The greatest importance, as practice shows, is the level of capitalization of the company. The fact is that even the most successful small companies, which at the moment can show rapid growth dynamics, tend to be absorbed by already existing giants of their sphere. Moreover, if such a relatively small company does not agree to a deal that is beneficial for their owners, a confrontation will begin, in which, due to large resources, the giant will certainly win. This is the harsh truth of life - the big eats the small and this truth, unfortunately, is true for the business world.
With companies that have an average level of capitalization, things are a little better. The bottom line is that absorbing them is quite large deals with huge sums, which companies rarely go to. This is because if investing in a small successful company is likely to quickly recoup itself, then with medium-sized companies things are much more complicated.
The same applies to large companies, transactions for the acquisition or merger of which are a meager number. Nevertheless, too expensive companies, the capitalization of which exceeds 200-250 billion, will also not work, because they have moved to the stage of slowing down growth.
Thus, the most favorable companies for investment in terms of their value are those whose capitalization is above 20-30 billion dollars and below 300 billion.
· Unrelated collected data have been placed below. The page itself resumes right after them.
#[cfg(test)]
mod tests {
    use super::*;
    use crate::config::{
        AssetKind, CorsSetting, GraphqlConfig, HealthCheckOptions, HealthCheckSetting,
        HttpConfig, ServeRoute, StorageConfig, StorageKind,
    };
    use crate::engine::options::EngineOverrides;
    use crate::engine::plugins::EnginePlugin;
    use async_trait::async_trait;
    use axum::body::Body;
    use axum::http::{header, request::Parts, Request, StatusCode};
    use common::{
        ExecutionContext, ExecutionFault, GraphQLRequest, GraphQLResponse,
    };
    use serde_json::{json, Value};
    use std::collections::HashMap;
    use std::sync::atomic::{AtomicBool, Ordering};
    use std::sync::Mutex;
    use tower::ServiceExt;

    struct CaptureExecutor {
        upload_counts: Arc<Mutex<Vec<usize>>>,
    }

    #[async_trait]
    impl common::SchemaExecutor for CaptureExecutor {
        async fn execute(
            &self,
            request: GraphQLRequest,
            _ctx: ExecutionContext,
        ) -> Result<GraphQLResponse, ExecutionFault> {
            self.upload_counts.lock().unwrap().push(request.uploads.len());
            Ok(GraphQLResponse::data(json!({"ok": true})))
        }
    }

    struct NullContext;

    #[async_trait]
    impl ContextSource for NullContext {
        fn shared(&self) -> ExecutionContext {
            Arc::new(())
        }

        async fn create(&self, _request: &Parts) -> ExecutionContext {
            Arc::new(())
        }
    }

    struct FailingPlugin;

    #[async_trait]
    impl EnginePlugin for FailingPlugin {
        async fn on_start(&self) -> anyhow::Result<()> {
            anyhow::bail!("subscription transport unavailable")
        }
    }

    fn local_http() -> HttpConfig {
        HttpConfig {
            host: "127.0.0.1".into(),
            port: 0,
            ..HttpConfig::default()
        }
    }

    fn schema() -> (Arc<dyn SchemaExecutor>, Arc<Mutex<Vec<usize>>>) {
        let upload_counts = Arc::new(Mutex::new(Vec::new()));
        let executor = Arc::new(CaptureExecutor { upload_counts: upload_counts.clone() });
        (executor, upload_counts)
    }

    async fn assembled(config: GatewayConfig) -> AssembledServer {
        let (executor, _) = schema();
        assemble(&Environment::development(), config, executor, Arc::new(NullContext))
            .await
            .unwrap()
    }

    async fn json_of(response: axum::http::Response<Body>) -> Value {
        let bytes = axum::body::to_bytes(response.into_body(), usize::MAX).await.unwrap();
        serde_json::from_slice(&bytes).unwrap()
    }

    fn post_json(path: &str, body: &str) -> Request<Body> {
        Request::builder()
            .method("POST")
            .uri(path)
            .header(header::CONTENT_TYPE, "application/json")
            .body(Body::from(body.to_owned()))
            .unwrap()
    }

    #[tokio::test]
    async fn engine_start_failure_rejects_assembly() {
        let mut config = GatewayConfig { http: local_http(), ..GatewayConfig::default() };
        config.graphql = GraphqlConfig {
            engine: Some(EngineOverrides {
                plugins: Some(vec![Arc::new(FailingPlugin)]),
                ..EngineOverrides::default()
            }),
            ..GraphqlConfig::default()
        };

        let (executor, _) = schema();
        let result = assemble(
            &Environment::development(),
            config,
            executor,
            Arc::new(NullContext),
        )
        .await;
        assert!(matches!(result, Err(AssembleError::EngineStart(_))));
    }

    #[tokio::test]
    async fn default_mount_path_serves_the_engine() {
        let server = assembled(GatewayConfig {
            http: local_http(),
            ..GatewayConfig::default()
        })
        .await;
        let resp = server
            .router
            .oneshot(post_json("/api/graphql", r#"{"query": "{ ok }"}"#))
            .await
            .unwrap();
        assert_eq!(resp.status(), StatusCode::OK);
        assert_eq!(json_of(resp).await["data"]["ok"], true);
    }

    #[tokio::test]
    async fn custom_mount_path_replaces_the_default() {
        let config = GatewayConfig {
            http: local_http(),
            graphql: GraphqlConfig {
                path: Some("/graphql".into()),
                ..GraphqlConfig::default()
            },
            ..GatewayConfig::default()
        };
        let server = assembled(config).await;
        let resp = server
            .router
            .clone()
            .oneshot(post_json("/graphql", r#"{"query": "{ ok }"}"#))
            .await
            .unwrap();
        assert_eq!(resp.status(), StatusCode::OK);

        let resp = server
            .router
            .oneshot(post_json("/api/graphql", r#"{"query": "{ ok }"}"#))
            .await
            .unwrap();
        assert_eq!(resp.status(), StatusCode::NOT_FOUND);
    }

    #[tokio::test]
    async fn diagnostics_beats_a_colliding_asset_route() {
        let dir = tempfile::TempDir::new().unwrap();
        std::fs::write(dir.path().join("report.txt"), b"quarterly numbers").unwrap();

        let mut storage = HashMap::new();
        storage.insert(
            "files".to_owned(),
            StorageConfig {
                kind: StorageKind::Local,
                serve: Some(ServeRoute { path: "/files".into(), kind: AssetKind::File }),
                root: dir.path().to_path_buf(),
            },
        );
        let config = GatewayConfig {
            http: HttpConfig {
                health_check: Some(HealthCheckSetting::Options(HealthCheckOptions {
                    path: Some("/files".into()),
                    ..HealthCheckOptions::default()
                })),
                ..local_http()
            },
            storage,
            ..GatewayConfig::default()
        };
        let server = assembled(config).await;

        // The collision path resolves to the diagnostics route.
        let resp = server
            .router
            .clone()
            .oneshot(Request::builder().uri("/files").body(Body::empty()).unwrap())
            .await
            .unwrap();
        assert_eq!(resp.status(), StatusCode::OK);
        assert_eq!(json_of(resp).await["status"], "pass");

        // Deeper paths still reach the asset mount.
        let resp = server
            .router
            .oneshot(Request::builder().uri("/files/report.txt").body(Body::empty()).unwrap())
            .await
            .unwrap();
        assert_eq!(resp.status(), StatusCode::OK);
        assert_eq!(
            resp.headers().get(header::CONTENT_TYPE).unwrap(),
            "application/octet-stream"
        );
        let bytes = axum::body::to_bytes(resp.into_body(), usize::MAX).await.unwrap();
        assert_eq!(&bytes[..], b"quarterly numbers");
    }

    #[tokio::test]
    async fn cors_headers_appear_on_every_tier_when_enabled() {
        let config = GatewayConfig {
            http: HttpConfig {
                cors: Some(CorsSetting::Flag(true)),
                health_check: Some(HealthCheckSetting::Flag(true)),
                ..local_http()
            },
            ..GatewayConfig::default()
        };
        let server = assembled(config).await;
        let req = Request::builder()
            .uri("/_healthcheck")
            .header("origin", "https://admin.example.com")
            .body(Body::empty())
            .unwrap();
        let resp = server.router.oneshot(req).await.unwrap();
        assert_eq!(
            resp.headers().get("access-control-allow-origin").unwrap(),
            "https://admin.example.com"
        );
        assert_eq!(
            resp.headers().get("access-control-allow-credentials").unwrap(),
            "true"
        );
    }

    #[tokio::test]
    async fn no_cors_headers_without_configuration() {
        let server = assembled(GatewayConfig {
            http: local_http(),
            ..GatewayConfig::default()
        })
        .await;
        let req = post_json("/api/graphql", r#"{"query": "{ ok }"}"#);
        let req = {
            let (mut parts, body) = req.into_parts();
            parts.headers.insert("origin", "https://admin.example.com".parse().unwrap());
            Request::from_parts(parts, body)
        };
        let resp = server.router.oneshot(req).await.unwrap();
        assert!(resp.headers().get("access-control-allow-origin").is_none());
    }

    #[tokio::test]
    async fn extension_hooks_run_and_their_routes_take_precedence() {
        let dir = tempfile::TempDir::new().unwrap();
        std::fs::write(dir.path().join("report.txt"), b"from storage").unwrap();
        std::fs::write(dir.path().join("other.txt"), b"other bytes").unwrap();

        let mut storage = HashMap::new();
        storage.insert(
            "files".to_owned(),
            StorageConfig {
                kind: StorageKind::Local,
                serve: Some(ServeRoute { path: "/files".into(), kind: AssetKind::File }),
                root: dir.path().to_path_buf(),
            },
        );

        let listener_seen = Arc::new(AtomicBool::new(false));
        let listener_flag = listener_seen.clone();

        let mut config = GatewayConfig {
            http: local_http(),
            storage,
            ..GatewayConfig::default()
        };
        config.hooks.extend_app = Some(Box::new(|router, _ctx| {
            router.route("/files/report.txt", get(|| async { "hooked" }))
        }));
        config.hooks.extend_listener = Some(Box::new(move |listener, _ctx, _schema| {
            listener_flag.store(listener.local_addr().is_ok(), Ordering::SeqCst);
        }));

        let server = assembled(config).await;
        assert!(listener_seen.load(Ordering::SeqCst));

        let resp = server
            .router
            .clone()
            .oneshot(Request::builder().uri("/files/report.txt").body(Body::empty()).unwrap())
            .await
            .unwrap();
        let bytes = axum::body::to_bytes(resp.into_body(), usize::MAX).await.unwrap();
        assert_eq!(&bytes[..], b"hooked");

        let resp = server
            .router
            .oneshot(Request::builder().uri("/files/other.txt").body(Body::empty()).unwrap())
            .await
            .unwrap();
        let bytes = axum::body::to_bytes(resp.into_body(), usize::MAX).await.unwrap();
        assert_eq!(&bytes[..], b"other bytes");
    }

    const BOUNDARY: &str = "gateway-assemble-boundary";

    fn multipart_upload(path: &str, file: &[u8]) -> Request<Body> {
        let operations =
            r#"{"query":"mutation ($file: Upload!) { createAsset(file: $file) { id } }","variables":{"file":null}}"#;
        let mut body = Vec::new();
        for (name, content) in [("operations", operations.as_bytes()), ("map", br#"{"0":["variables.file"]}"# as &[u8])] {
            body.extend_from_slice(format!("--{BOUNDARY}\r\n").as_bytes());
            body.extend_from_slice(
                format!("Content-Disposition: form-data; name=\"{name}\"\r\n\r\n").as_bytes(),
            );
            body.extend_from_slice(content);
            body.extend_from_slice(b"\r\n");
        }
        body.extend_from_slice(format!("--{BOUNDARY}\r\n").as_bytes());
        body.extend_from_slice(
            b"Content-Disposition: form-data; name=\"0\"; filename=\"a.bin\"\r\n\
              Content-Type: application/octet-stream\r\n\r\n",
        );
        body.extend_from_slice(file);
        body.extend_from_slice(b"\r\n");
        body.extend_from_slice(format!("--{BOUNDARY}--\r\n").as_bytes());

        Request::builder()
            .method("POST")
            .uri(path)
            .header(
                header::CONTENT_TYPE,
                format!("multipart/form-data; boundary={BOUNDARY}"),
            )
            .body(Body::from(body))
            .unwrap()
    }

    #[tokio::test]
    async fn uploads_within_the_ceiling_reach_the_engine() {
        let config = GatewayConfig {
            http: HttpConfig { max_file_size: 16, ..local_http() },
            ..GatewayConfig::default()
        };
        let (executor, upload_counts) = schema();
        let server = assemble(
            &Environment::development(),
            config,
            executor,
            Arc::new(NullContext),
        )
        .await
        .unwrap();

        let resp = server
            .router
            .oneshot(multipart_upload("/api/graphql", &[0u8; 16]))
            .await
            .unwrap();
        assert_eq!(resp.status(), StatusCode::OK);
        assert_eq!(*upload_counts.lock().unwrap(), vec![1]);
    }

    #[tokio::test]
    async fn oversize_uploads_are_rejected_before_the_engine() {
        let config = GatewayConfig {
            http: HttpConfig { max_file_size: 16, ..local_http() },
            ..GatewayConfig::default()
        };
        let (executor, upload_counts) = schema();
        let server = assemble(
            &Environment::development(),
            config,
            executor,
            Arc::new(NullContext),
        )
        .await
        .unwrap();

        let resp = server
            .router
            .oneshot(multipart_upload("/api/graphql", &[0u8; 17]))
            .await
            .unwrap();
        assert_eq!(resp.status(), StatusCode::PAYLOAD_TOO_LARGE);
        let body = json_of(resp).await;
        assert_eq!(body["errors"][0]["extensions"]["code"], "PAYLOAD_TOO_LARGE");
        assert!(upload_counts.lock().unwrap().is_empty());
    }

    #[tokio::test]
    async fn production_default_disables_the_landing_page() {
        let (executor, _) = schema();
        let server = assemble(
            &Environment::production(),
            GatewayConfig { http: local_http(), ..GatewayConfig::default() },
            executor,
            Arc::new(NullContext),
        )
        .await
        .unwrap();
        let resp = server
            .router
            .oneshot(Request::builder().uri("/api/graphql").body(Body::empty()).unwrap())
            .await
            .unwrap();
        assert_eq!(resp.status(), StatusCode::METHOD_NOT_ALLOWED);
    }
}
Developments and technologies
The second rather important criterion when choosing a future trillion-dollar company will certainly be the percentage of investments of the company's capital in development and technology. The fact is that it is this item of expenditure that allows enterprises to continue to increase their value and feel confident among competitors. According to research, the most appropriate level of investment in technological development is 10-20%.
The fact is that if a company invests more - it ignores other possible industries, including the expansion of production, advertising services and so on, and if less, it does not fully use the potential of the development sphere.
Absorption of others
In addition to the development of its own potential through the correct allocation of capital, a rather important criterion is the absorption of other companies, because it is this process that allows you to significantly increase capitalization, as well as enter other markets, which is important for large companies.